* **EXERCISE DESCRIPTION**: Below are the records; copy each line in which "selection" can be found.

Stored data entries
————
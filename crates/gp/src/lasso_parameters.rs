use crate::errors::{GpError, Result};
use crate::mean_models::PriorMean;
use crate::parameters::{check_optim_params, GpRegressorParams, GpRegressorValidParams};
use linfa::{Float, ParamGuard};
use seqgp_kernels::Kernel;

/// Default max number of evaluations of the regularization search
pub const LASSO_OPTIM_MAX_EVAL: usize = 50;

/// A set of validated L1 feature selection GP regression parameters.
#[derive(Clone, Debug)]
pub struct LassoGpRegressorValidParams<F: Float, Mean, K: Kernel<F, Elem = F>> {
    /// Parameters of the regressor fitted on selected columns
    pub(crate) gp_params: GpRegressorValidParams<F, Mean, K>,
    /// Initial log of the L1 penalty
    pub(crate) gamma: F,
    /// Max number of evaluations of the regularization search
    pub(crate) max_eval: usize,
}

impl<F: Float, Mean: PriorMean<F, F>, K: Kernel<F, Elem = F>> LassoGpRegressorValidParams<F, Mean, K> {
    /// Get inner regressor parameters
    pub fn gp_params(&self) -> &GpRegressorValidParams<F, Mean, K> {
        &self.gp_params
    }

    /// Get initial log of the L1 penalty
    pub fn gamma(&self) -> F {
        self.gamma
    }

    /// Get the max number of evaluations of the regularization search
    pub fn max_eval(&self) -> usize {
        self.max_eval
    }
}

#[derive(Clone, Debug)]
/// The set of hyperparameters that can be specified for the execution of
/// the [L1 feature selection GP regression](crate::LassoGpRegressor).
pub struct LassoGpRegressorParams<F: Float, Mean, K: Kernel<F, Elem = F>>(
    pub(crate) LassoGpRegressorValidParams<F, Mean, K>,
);

impl<F: Float, Mean: PriorMean<F, F>, K: Kernel<F, Elem = F>> LassoGpRegressorParams<F, Mean, K> {
    /// A constructor given the inner regressor parameters
    pub fn new(gp_params: GpRegressorParams<F, Mean, K>) -> Self {
        Self(LassoGpRegressorValidParams {
            gp_params: gp_params.0,
            gamma: F::zero(),
            max_eval: LASSO_OPTIM_MAX_EVAL,
        })
    }

    /// Set inner regressor parameters
    pub fn gp_params(mut self, gp_params: GpRegressorParams<F, Mean, K>) -> Self {
        self.0.gp_params = gp_params.0;
        self
    }

    /// Set initial log of the L1 penalty, default to 0.
    pub fn gamma(mut self, gamma: F) -> Self {
        self.0.gamma = gamma;
        self
    }

    /// Set the max number of evaluations of the regularization search
    pub fn max_eval(mut self, max_eval: usize) -> Self {
        self.0.max_eval = max_eval;
        self
    }
}

impl<F: Float, Mean: PriorMean<F, F>, K: Kernel<F, Elem = F>> ParamGuard
    for LassoGpRegressorParams<F, Mean, K>
{
    type Checked = LassoGpRegressorValidParams<F, Mean, K>;
    type Error = GpError;

    fn check_ref(&self) -> Result<&Self::Checked> {
        if !self.0.gamma.is_finite() {
            return Err(GpError::ConfigError(format!(
                "initial gamma should be finite, got {}",
                self.0.gamma
            )));
        }
        check_optim_params(self.0.gp_params.guesses.as_ref(), self.0.max_eval)?;
        check_optim_params(self.0.gp_params.guesses.as_ref(), self.0.gp_params.max_eval)?;
        Ok(&self.0)
    }

    fn check(self) -> Result<Self::Checked> {
        self.check_ref()?;
        Ok(self.0)
    }
}
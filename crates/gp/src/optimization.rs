use crate::errors::Result;
use finitediff::FiniteDiff;
use linfa::Float;
use log::{debug, warn};
use ndarray::{arr1, Array1, Array2};
use ndarray_rand::rand::{Rng, SeedableRng};
use rand_xoshiro::Xoshiro256Plus;
use rayon::prelude::*;
#[cfg(feature = "serializable")]
use serde::{Deserialize, Serialize};
use std::time::Instant;

/// Lower bound of every hyperparameter
pub const HYPERS_LOWER_BOUND: f64 = 1e-5;
/// Upper bound of every hyperparameter
pub const HYPERS_UPPER_BOUND: f64 = 1e8;
/// Default maximum number of objective evaluations during one optimization
pub const GP_OPTIM_MAX_EVAL: usize = 500;

/// Log10 box random restarts are drawn from
const RESTART_LOG10_BOX: (f64, f64) = (-3., 2.);

/// Optimizer used to tune hyperparameters
#[derive(Clone, Copy, Debug, Default, PartialEq, Eq)]
#[cfg_attr(feature = "serializable", derive(Serialize, Deserialize))]
pub enum Algorithm {
    /// Bounded quasi-Newton (SLSQP) with central finite difference gradient
    #[default]
    Slsqp,
    /// Derivative free linear approximations (COBYLA)
    Cobyla,
}

pub(crate) struct OptimParams {
    pub algorithm: Algorithm,
    pub rhobeg: f64,
    pub ftol_rel: f64,
    pub max_eval: usize,
}

impl Default for OptimParams {
    fn default() -> Self {
        OptimParams {
            algorithm: Algorithm::Slsqp,
            rhobeg: 0.5,
            ftol_rel: 1e-6,
            max_eval: GP_OPTIM_MAX_EVAL,
        }
    }
}

/// Initial points of the optimizations and bounds, in log10 space
///
/// The first start is the given `hypers0`, the `n_start` others are drawn
/// uniformly with a fixed seed so that fits are reproducible.
pub(crate) fn prepare_multistart<F: Float>(
    n_start: usize,
    hypers0: &Array1<F>,
) -> (Array2<f64>, Vec<(f64, f64)>) {
    let (lo, up) = (HYPERS_LOWER_BOUND.log10(), HYPERS_UPPER_BOUND.log10());
    let bounds = vec![(lo, up); hypers0.len()];

    let mut starts = Array2::zeros((n_start + 1, hypers0.len()));
    starts
        .row_mut(0)
        .assign(&hypers0.mapv(|v| into_f64(v).log10().clamp(lo, up)));
    let mut rng = Xoshiro256Plus::seed_from_u64(42);
    for mut row in starts.rows_mut().into_iter().skip(1) {
        row.mapv_inplace(|_| rng.gen_range(RESTART_LOG10_BOX.0..RESTART_LOG10_BOX.1));
    }
    (starts, bounds)
}

/// Minimize `objective` over positive hyperparameters starting from `hypers0`
///
/// Optimization runs on log10 values within
/// [[HYPERS_LOWER_BOUND], [HYPERS_UPPER_BOUND]]. A failed evaluation
/// (error or NaN) scores `+inf`.
pub(crate) fn optimize_hypers<F, ObjF>(
    objective: ObjF,
    hypers0: &Array1<F>,
    n_start: usize,
    optim: &OptimParams,
) -> Array1<F>
where
    F: Float,
    ObjF: Fn(&Array1<F>) -> Result<F> + Sync,
{
    let base: f64 = 10.;
    let objfn = |x: &[f64], _gradient: Option<&mut [f64]>, _params: &mut ()| -> f64 {
        let hypers: Array1<F> = x.iter().map(|v| F::cast(base.powf(*v))).collect();
        if hypers.iter().any(|v| !v.is_finite()) {
            return f64::INFINITY;
        }
        match objective(&hypers) {
            Ok(v) => nan_to_inf(into_f64(v)),
            Err(err) => {
                debug!("Objective evaluation failed at {hypers}: {err}");
                f64::INFINITY
            }
        }
    };

    let (starts, bounds) = prepare_multistart(n_start, hypers0);
    debug!("Optimize with multistart hypers = {starts:?} and bounds = {bounds:?}");
    let now = Instant::now();
    let best = (0..starts.nrows())
        .into_par_iter()
        .map(|i| optimize_params(&objfn, &starts.row(i).to_owned(), &bounds, optim))
        .reduce(
            || (f64::INFINITY, starts.row(0).to_owned()),
            |a, b| if b.0 < a.0 { b } else { a },
        );
    debug!("elapsed optim = {:?}", now.elapsed().as_millis());
    best.1.mapv(|v| F::cast(base.powf(v)))
}

/// Minimize `objfn` from `param0` within `bounds`, returns (fmin, xmin)
pub(crate) fn optimize_params<ObjF>(
    objfn: ObjF,
    param0: &Array1<f64>,
    bounds: &[(f64, f64)],
    optim: &OptimParams,
) -> (f64, Array1<f64>)
where
    ObjF: Fn(&[f64], Option<&mut [f64]>, &mut ()) -> f64,
{
    let xinit = param0.to_vec();
    let res = match optim.algorithm {
        Algorithm::Slsqp => {
            let fun = |x: &[f64], gradient: Option<&mut [f64]>, u: &mut ()| -> f64 {
                if let Some(grad) = gradient {
                    let f = |x: &Vec<f64>| -> f64 { objfn(x.as_slice(), None, &mut ()) };
                    grad[..].copy_from_slice(&x.to_vec().central_diff(&f));
                }
                objfn(x, None, u)
            };
            let cons: Vec<fn(&[f64], Option<&mut [f64]>, &mut ()) -> f64> = vec![];
            slsqp::minimize(
                fun,
                &xinit,
                bounds,
                &cons,
                (),
                optim.max_eval,
                Some(slsqp::StopTols {
                    ftol_rel: optim.ftol_rel,
                    ..slsqp::StopTols::default()
                }),
            )
            .map(|(_, x_opt, fval)| (fval, x_opt))
            .map_err(|(_, x_opt, _)| x_opt)
        }
        Algorithm::Cobyla => {
            let cons: Vec<&dyn cobyla::Func<()>> = vec![];
            cobyla::minimize(
                |x: &[f64], u: &mut ()| objfn(x, None, u),
                &xinit,
                bounds,
                &cons,
                (),
                optim.max_eval,
                cobyla::RhoBeg::All(optim.rhobeg),
                Some(cobyla::StopTols {
                    ftol_rel: optim.ftol_rel,
                    ..cobyla::StopTols::default()
                }),
            )
            .map(|(_, x_opt, fval)| (fval, x_opt))
            .map_err(|(_, x_opt, _)| x_opt)
        }
    };
    match res {
        Ok((fval, x_opt)) => (nan_to_inf(fval), arr1(&x_opt)),
        Err(x_opt) => {
            warn!("{:?} optimizer stopped early at {x_opt:?}", optim.algorithm);
            (nan_to_inf(objfn(x_opt.as_slice(), None, &mut ())), arr1(&x_opt))
        }
    }
}

fn nan_to_inf(v: f64) -> f64 {
    if v.is_nan() {
        f64::INFINITY
    } else {
        v
    }
}

#[inline(always)]
pub(crate) fn into_f64<F: Float>(v: F) -> f64 {
    v.to_f64().unwrap_or(f64::NAN)
}

#[cfg(test)]
mod tests {
    use super::*;
    use approx::assert_abs_diff_eq;
    use ndarray::array;

    #[test]
    fn test_multistart_is_reproducible() {
        let (s1, bounds) = prepare_multistart(3, &array![1e-7, 10.]);
        let (s2, _) = prepare_multistart(3, &array![1e-7, 10.]);
        assert_eq!(s1, s2);
        assert_eq!(s1.dim(), (4, 2));
        // initial guess is clamped within bounds
        assert_abs_diff_eq!(s1[[0, 0]], -5., epsilon = 1e-12);
        assert_abs_diff_eq!(s1[[0, 1]], 1., epsilon = 1e-12);
        assert_eq!(bounds.len(), 2);
        assert_abs_diff_eq!(bounds[1].0, -5., epsilon = 1e-12);
        assert_abs_diff_eq!(bounds[1].1, 8., epsilon = 1e-12);
        // restarts are drawn in a box of plausible values
        assert!(s1.iter().skip(2).all(|v| (-3. ..2.).contains(v)));
    }

    #[test]
    fn test_optimize_hypers() {
        let objective = |h: &Array1<f64>| -> Result<f64> {
            Ok((h[0].ln() - 2f64.ln()).powi(2) + (h[1] - 0.3).powi(2))
        };
        for algorithm in [Algorithm::Slsqp, Algorithm::Cobyla] {
            let optim = OptimParams {
                algorithm,
                ..OptimParams::default()
            };
            let h = optimize_hypers(objective, &array![1., 1.], 1, &optim);
            assert_abs_diff_eq!(h, array![2., 0.3], epsilon = 5e-2);
        }
    }

    #[test]
    fn test_optimize_at_lower_bound() {
        let objective = |h: &Array1<f64>| -> Result<f64> { Ok(h[0]) };
        let h = optimize_hypers(objective, &array![0.5], 0, &OptimParams::default());
        assert_abs_diff_eq!(h[0], HYPERS_LOWER_BOUND, epsilon = 1e-6);
    }
}
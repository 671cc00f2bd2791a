//! JSON persistence shared by the fitted models.
//!
//! Every model is saved as a record carrying [GP_SCHEMA_VERSION]; loading a
//! record of another version is an error. Factorizations and Laplace modes
//! are not persisted but recomputed from the stored hyperparameters.
use crate::errors::{GpError, Result};
use serde::de::DeserializeOwned;
use serde::Serialize;
use std::fs;
use std::io::BufReader;
use std::path::Path;

/// Version of the persisted model schema
pub const GP_SCHEMA_VERSION: u32 = 1;

pub(crate) fn write_record<R: Serialize>(path: impl AsRef<Path>, record: &R) -> Result<()> {
    let json = serde_json::to_vec(record)?;
    fs::write(path, json)?;
    Ok(())
}

pub(crate) fn read_record<R: DeserializeOwned>(path: impl AsRef<Path>) -> Result<R> {
    let file = fs::File::open(path)?;
    serde_json::from_reader(BufReader::new(file)).map_err(|err| GpError::LoadError(err.to_string()))
}

pub(crate) fn check_version(version: u32) -> Result<()> {
    if version != GP_SCHEMA_VERSION {
        return Err(GpError::LoadError(format!(
            "unsupported model version {version}, expected {GP_SCHEMA_VERSION}"
        )));
    }
    Ok(())
}

/// Any error met while rebuilding a model from a record is a load error
pub(crate) fn load_error(err: GpError) -> GpError {
    match err {
        GpError::LoadError(_) | GpError::LoadIoError(_) => err,
        err => GpError::LoadError(err.to_string()),
    }
}

#[cfg(test)]
mod tests {
    use super::*;

    #[test]
    fn test_version_check() {
        assert!(check_version(GP_SCHEMA_VERSION).is_ok());
        assert!(matches!(check_version(0), Err(GpError::LoadError(_))));
    }

    #[test]
    fn test_missing_file() {
        let res: Result<u32> = read_record("target/tests/no_such_model.json");
        assert!(matches!(res, Err(GpError::LoadIoError(_))));
    }
}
————
* **TASK RESPONSE**:
/// A set of validated L1 feature selection GP regression parameters.
/// the [L1 feature selection GP regression](crate::LassoGpRegressor).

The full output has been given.